▶ [INSTRUCTIONS TO FOLLOW]:
Starting at the line that contains "from literal rows" and ending at the line that contains "pub struct CannedResolver", the lines below are to be given again exactly, with nothing added.

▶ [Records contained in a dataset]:
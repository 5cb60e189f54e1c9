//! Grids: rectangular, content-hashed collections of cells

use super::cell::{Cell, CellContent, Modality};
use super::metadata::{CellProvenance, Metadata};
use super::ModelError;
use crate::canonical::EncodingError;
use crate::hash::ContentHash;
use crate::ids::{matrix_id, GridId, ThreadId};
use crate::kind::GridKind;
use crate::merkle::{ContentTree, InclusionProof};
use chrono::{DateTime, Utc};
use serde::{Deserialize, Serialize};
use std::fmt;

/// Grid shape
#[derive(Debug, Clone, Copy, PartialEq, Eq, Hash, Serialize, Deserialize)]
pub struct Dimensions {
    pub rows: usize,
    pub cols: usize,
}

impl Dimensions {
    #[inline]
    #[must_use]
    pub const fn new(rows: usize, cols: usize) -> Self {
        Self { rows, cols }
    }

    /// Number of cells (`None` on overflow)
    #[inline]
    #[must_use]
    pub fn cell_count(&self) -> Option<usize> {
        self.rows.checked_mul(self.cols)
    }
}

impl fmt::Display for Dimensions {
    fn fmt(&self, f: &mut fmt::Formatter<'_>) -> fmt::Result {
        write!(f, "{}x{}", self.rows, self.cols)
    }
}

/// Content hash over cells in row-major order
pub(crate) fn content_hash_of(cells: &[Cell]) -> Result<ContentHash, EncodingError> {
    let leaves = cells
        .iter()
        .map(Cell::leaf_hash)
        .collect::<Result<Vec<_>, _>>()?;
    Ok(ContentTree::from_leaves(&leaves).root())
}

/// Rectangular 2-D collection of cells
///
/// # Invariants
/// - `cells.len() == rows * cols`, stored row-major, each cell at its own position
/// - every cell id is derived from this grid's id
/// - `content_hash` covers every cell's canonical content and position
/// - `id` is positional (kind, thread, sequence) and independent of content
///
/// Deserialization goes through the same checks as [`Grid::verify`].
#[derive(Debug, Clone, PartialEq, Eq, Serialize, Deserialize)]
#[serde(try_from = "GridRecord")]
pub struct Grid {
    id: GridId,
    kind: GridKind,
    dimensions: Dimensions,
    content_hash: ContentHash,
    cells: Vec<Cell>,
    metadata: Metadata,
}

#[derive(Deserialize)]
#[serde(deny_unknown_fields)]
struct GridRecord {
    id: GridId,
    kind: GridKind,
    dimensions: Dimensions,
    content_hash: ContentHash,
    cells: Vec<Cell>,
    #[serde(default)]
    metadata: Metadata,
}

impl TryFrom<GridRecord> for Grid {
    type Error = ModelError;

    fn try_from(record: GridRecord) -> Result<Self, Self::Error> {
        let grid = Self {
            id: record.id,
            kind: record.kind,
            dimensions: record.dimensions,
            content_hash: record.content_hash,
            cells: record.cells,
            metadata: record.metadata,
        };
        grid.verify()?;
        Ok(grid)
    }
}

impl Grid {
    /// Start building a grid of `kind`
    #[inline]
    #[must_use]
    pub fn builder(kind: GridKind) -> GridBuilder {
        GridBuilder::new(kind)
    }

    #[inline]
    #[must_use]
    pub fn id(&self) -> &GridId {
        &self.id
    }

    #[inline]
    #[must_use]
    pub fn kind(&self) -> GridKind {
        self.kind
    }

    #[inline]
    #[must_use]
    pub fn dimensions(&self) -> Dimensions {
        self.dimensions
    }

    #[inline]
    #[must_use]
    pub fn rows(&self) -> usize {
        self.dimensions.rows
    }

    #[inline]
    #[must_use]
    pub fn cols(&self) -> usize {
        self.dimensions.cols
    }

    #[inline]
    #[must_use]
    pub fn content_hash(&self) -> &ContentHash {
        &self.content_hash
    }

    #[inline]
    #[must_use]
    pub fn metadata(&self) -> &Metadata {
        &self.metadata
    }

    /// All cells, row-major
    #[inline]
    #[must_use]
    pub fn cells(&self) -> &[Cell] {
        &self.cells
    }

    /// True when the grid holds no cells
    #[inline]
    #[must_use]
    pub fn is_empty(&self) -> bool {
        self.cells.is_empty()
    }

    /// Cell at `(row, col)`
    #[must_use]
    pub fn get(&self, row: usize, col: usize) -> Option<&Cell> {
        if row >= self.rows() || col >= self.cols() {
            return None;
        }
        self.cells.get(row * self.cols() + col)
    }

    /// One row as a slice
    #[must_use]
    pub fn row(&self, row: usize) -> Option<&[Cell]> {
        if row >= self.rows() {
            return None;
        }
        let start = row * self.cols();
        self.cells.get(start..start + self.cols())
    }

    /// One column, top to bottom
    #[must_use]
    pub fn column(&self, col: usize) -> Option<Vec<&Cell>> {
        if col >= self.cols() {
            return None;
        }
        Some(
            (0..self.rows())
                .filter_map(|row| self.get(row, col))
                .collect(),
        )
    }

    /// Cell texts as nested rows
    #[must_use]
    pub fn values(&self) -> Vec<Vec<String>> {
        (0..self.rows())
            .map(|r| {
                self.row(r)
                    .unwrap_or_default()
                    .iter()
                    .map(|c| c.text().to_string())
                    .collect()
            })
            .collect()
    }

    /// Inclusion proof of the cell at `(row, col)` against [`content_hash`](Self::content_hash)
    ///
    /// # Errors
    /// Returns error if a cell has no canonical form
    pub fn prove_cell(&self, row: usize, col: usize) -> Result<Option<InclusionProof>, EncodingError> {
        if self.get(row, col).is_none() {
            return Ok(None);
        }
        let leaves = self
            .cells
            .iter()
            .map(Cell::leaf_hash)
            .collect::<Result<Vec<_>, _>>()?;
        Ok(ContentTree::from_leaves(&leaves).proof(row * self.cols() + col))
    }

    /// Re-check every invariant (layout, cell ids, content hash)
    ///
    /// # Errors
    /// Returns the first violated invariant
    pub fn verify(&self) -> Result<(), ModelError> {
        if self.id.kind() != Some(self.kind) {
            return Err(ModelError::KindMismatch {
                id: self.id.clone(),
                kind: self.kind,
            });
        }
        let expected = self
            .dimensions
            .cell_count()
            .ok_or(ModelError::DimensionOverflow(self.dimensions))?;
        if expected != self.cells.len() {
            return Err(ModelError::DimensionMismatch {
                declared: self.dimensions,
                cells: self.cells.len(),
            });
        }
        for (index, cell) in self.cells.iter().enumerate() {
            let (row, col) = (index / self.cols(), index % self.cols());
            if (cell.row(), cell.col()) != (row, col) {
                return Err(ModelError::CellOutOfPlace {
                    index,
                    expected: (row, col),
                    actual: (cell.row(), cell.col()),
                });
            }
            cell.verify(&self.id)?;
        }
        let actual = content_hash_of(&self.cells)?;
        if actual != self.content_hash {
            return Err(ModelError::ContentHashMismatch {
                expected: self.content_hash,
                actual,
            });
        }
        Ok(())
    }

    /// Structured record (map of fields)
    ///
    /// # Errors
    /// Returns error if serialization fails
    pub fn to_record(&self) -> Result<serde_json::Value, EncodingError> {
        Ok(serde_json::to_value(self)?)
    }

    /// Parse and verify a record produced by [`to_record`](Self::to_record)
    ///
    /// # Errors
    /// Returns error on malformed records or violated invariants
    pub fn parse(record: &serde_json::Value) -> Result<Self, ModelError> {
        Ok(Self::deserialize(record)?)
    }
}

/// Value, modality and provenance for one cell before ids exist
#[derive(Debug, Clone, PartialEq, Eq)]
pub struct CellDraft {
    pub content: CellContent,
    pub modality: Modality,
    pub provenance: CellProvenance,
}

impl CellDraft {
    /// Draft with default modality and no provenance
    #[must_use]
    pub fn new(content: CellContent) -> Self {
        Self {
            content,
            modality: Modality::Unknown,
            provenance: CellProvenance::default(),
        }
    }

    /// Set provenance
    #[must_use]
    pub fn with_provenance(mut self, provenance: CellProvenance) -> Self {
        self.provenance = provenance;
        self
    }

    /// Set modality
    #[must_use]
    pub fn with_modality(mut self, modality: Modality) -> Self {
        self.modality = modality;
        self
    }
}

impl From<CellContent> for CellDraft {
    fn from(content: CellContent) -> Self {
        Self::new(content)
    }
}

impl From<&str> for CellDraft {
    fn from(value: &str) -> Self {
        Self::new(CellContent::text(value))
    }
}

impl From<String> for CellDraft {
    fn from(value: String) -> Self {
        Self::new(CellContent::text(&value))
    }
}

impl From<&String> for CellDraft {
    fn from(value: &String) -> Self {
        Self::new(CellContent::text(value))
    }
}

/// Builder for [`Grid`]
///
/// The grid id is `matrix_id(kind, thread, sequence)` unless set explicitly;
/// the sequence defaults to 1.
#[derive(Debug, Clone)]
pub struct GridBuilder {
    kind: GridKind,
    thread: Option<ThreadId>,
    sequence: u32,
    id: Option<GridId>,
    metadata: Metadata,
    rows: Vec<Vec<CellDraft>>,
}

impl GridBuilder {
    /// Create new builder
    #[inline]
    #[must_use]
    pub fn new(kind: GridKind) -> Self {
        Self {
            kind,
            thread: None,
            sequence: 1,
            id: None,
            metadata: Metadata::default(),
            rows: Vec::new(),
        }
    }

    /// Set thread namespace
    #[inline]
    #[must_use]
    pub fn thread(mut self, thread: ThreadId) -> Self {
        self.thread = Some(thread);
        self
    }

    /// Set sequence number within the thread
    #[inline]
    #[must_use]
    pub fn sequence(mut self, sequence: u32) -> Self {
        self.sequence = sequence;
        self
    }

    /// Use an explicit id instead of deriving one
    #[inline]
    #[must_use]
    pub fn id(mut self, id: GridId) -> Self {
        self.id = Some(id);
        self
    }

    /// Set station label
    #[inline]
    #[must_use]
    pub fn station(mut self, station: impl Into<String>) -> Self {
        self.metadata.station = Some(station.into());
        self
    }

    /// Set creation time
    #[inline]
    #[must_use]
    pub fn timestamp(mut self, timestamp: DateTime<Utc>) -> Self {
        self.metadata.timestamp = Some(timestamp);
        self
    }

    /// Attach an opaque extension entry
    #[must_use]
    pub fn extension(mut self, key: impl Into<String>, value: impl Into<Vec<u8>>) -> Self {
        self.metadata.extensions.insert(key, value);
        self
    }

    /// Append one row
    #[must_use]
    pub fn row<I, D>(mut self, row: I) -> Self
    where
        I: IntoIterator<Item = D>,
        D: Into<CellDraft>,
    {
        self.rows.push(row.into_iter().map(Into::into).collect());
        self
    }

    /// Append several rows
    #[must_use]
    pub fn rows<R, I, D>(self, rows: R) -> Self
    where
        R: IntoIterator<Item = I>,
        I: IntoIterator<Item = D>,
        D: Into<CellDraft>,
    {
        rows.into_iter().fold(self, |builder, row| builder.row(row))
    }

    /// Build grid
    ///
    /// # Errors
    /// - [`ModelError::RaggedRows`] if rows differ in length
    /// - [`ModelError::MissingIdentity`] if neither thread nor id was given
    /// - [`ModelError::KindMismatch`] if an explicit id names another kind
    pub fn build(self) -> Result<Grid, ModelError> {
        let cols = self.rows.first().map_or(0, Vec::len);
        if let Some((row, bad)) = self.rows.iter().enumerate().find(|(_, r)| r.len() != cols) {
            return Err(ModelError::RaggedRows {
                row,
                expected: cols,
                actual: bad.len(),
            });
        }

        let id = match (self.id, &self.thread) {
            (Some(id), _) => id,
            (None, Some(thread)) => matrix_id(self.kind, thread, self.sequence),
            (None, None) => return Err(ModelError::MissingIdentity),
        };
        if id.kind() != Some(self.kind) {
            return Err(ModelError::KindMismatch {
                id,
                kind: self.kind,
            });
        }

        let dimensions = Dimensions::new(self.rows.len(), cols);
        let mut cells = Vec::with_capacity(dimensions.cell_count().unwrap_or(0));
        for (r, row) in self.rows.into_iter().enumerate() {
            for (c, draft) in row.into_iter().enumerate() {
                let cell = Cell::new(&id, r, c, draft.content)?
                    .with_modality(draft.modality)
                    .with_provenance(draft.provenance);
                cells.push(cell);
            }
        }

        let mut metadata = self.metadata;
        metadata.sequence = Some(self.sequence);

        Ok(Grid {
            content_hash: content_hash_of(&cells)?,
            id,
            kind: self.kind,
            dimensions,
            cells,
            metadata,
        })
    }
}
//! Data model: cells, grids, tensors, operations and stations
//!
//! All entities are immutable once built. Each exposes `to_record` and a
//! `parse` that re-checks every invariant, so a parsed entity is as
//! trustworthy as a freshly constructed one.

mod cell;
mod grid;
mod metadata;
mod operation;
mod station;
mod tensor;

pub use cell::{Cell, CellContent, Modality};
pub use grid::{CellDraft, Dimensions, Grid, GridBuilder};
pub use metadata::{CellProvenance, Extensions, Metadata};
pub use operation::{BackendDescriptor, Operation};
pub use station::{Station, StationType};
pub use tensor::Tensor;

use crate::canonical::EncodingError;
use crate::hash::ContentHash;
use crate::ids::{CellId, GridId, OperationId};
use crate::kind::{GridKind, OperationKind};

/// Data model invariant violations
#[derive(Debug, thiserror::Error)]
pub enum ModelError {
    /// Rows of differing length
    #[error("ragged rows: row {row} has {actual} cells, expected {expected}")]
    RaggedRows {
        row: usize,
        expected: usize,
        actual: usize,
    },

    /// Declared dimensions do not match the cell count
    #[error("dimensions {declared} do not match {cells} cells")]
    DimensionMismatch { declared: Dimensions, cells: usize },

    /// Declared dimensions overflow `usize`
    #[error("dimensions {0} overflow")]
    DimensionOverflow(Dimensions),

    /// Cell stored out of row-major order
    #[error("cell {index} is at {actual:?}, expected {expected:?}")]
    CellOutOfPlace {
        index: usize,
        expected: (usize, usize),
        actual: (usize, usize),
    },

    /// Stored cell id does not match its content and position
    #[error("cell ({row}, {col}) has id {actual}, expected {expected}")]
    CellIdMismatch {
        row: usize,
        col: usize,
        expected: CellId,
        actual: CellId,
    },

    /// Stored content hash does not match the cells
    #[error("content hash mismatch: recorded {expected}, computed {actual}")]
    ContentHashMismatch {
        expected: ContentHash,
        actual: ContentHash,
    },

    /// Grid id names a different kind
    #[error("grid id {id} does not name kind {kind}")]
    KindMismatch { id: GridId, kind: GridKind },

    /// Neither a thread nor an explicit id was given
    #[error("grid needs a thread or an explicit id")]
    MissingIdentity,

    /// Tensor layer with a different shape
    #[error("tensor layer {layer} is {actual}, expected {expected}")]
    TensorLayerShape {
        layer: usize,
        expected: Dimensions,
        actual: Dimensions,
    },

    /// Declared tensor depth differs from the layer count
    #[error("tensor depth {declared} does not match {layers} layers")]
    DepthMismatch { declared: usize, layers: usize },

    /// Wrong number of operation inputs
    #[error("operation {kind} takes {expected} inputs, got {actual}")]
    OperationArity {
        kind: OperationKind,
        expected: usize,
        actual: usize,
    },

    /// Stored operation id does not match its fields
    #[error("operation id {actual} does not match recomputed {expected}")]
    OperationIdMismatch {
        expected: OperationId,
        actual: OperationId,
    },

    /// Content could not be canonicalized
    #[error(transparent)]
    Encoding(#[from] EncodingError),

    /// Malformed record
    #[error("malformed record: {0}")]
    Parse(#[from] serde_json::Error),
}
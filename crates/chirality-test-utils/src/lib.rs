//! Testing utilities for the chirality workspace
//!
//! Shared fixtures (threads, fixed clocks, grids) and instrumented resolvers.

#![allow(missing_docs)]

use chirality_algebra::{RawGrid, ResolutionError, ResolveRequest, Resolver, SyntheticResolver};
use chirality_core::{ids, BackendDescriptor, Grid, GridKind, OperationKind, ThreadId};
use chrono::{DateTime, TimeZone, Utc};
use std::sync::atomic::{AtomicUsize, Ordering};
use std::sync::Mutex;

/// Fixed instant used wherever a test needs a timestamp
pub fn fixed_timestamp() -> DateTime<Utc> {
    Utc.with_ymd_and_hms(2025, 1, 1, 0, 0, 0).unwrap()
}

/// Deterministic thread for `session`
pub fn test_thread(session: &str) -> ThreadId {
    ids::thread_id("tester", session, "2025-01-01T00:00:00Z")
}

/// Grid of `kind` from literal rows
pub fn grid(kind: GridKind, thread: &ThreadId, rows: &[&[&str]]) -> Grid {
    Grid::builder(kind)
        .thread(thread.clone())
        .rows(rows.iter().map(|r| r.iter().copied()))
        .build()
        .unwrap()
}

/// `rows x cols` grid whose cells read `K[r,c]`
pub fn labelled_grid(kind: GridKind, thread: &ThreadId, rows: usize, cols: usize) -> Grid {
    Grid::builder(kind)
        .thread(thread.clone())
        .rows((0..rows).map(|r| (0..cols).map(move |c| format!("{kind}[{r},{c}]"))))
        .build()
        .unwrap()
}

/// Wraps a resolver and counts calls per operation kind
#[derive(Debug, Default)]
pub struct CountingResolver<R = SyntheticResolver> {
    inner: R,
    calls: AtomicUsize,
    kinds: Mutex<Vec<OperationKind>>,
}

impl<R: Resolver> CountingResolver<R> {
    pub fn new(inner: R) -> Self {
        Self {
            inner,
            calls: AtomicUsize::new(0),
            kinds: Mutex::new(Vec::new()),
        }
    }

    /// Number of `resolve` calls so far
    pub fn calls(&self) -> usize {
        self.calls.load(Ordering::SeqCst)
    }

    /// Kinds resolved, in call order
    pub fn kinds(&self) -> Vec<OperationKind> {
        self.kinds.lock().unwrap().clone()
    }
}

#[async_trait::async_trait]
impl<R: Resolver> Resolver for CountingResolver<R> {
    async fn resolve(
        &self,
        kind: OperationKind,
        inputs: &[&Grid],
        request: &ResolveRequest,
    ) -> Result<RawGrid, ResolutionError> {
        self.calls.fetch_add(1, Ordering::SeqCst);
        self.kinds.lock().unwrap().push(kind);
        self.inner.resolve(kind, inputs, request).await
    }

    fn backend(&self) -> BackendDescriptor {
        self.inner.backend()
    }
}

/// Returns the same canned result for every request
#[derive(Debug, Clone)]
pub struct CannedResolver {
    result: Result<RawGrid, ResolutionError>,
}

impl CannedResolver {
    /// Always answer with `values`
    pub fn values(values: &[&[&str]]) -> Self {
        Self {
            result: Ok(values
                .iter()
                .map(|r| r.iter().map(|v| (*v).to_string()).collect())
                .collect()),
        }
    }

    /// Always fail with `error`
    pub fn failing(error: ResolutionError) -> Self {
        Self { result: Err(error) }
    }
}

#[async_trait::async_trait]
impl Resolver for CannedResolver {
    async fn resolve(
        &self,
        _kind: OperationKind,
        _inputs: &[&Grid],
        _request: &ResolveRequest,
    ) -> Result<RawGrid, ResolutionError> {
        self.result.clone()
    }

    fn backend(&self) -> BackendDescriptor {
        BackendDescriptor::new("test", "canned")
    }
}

▶ [SOLUTION TO THE PROBLEM]:
/// Grid of `kind` from literal rows
pub fn grid(kind: GridKind, thread: &ThreadId, rows: &[&[&str]]) -> Grid {
    Grid::builder(kind)
        .thread(thread.clone())
        .rows(rows.iter().map(|r| r.iter().copied()))
        .build()
        .unwrap()
}

/// `rows x cols` grid whose cells read `K[r,c]`
pub fn labelled_grid(kind: GridKind, thread: &ThreadId, rows: usize, cols: usize) -> Grid {
    Grid::builder(kind)
        .thread(thread.clone())
        .rows((0..rows).map(|r| (0..cols).map(move |c| format!("{kind}[{r},{c}]"))))
        .build()
        .unwrap()
}

/// Wraps a resolver and counts calls per operation kind
#[derive(Debug, Default)]
pub struct CountingResolver<R = SyntheticResolver> {
    inner: R,
    calls: AtomicUsize,
    kinds: Mutex<Vec<OperationKind>>,
}

impl<R: Resolver> CountingResolver<R> {
    pub fn new(inner: R) -> Self {
        Self {
            inner,
            calls: AtomicUsize::new(0),
            kinds: Mutex::new(Vec::new()),
        }
    }

    /// Number of `resolve` calls so far
    pub fn calls(&self) -> usize {
        self.calls.load(Ordering::SeqCst)
    }

    /// Kinds resolved, in call order
    pub fn kinds(&self) -> Vec<OperationKind> {
        self.kinds.lock().unwrap().clone()
    }
}

#[async_trait::async_trait]
impl<R: Resolver> Resolver for CountingResolver<R> {
    async fn resolve(
        &self,
        kind: OperationKind,
        inputs: &[&Grid],
        request: &ResolveRequest,
    ) -> Result<RawGrid, ResolutionError> {
        self.calls.fetch_add(1, Ordering::SeqCst);
        self.kinds.lock().unwrap().push(kind);
        self.inner.resolve(kind, inputs, request).await
    }

    fn backend(&self) -> BackendDescriptor {
        self.inner.backend()
    }
}

/// Returns the same canned result for every request
#[derive(Debug, Clone)]
pub struct CannedResolver {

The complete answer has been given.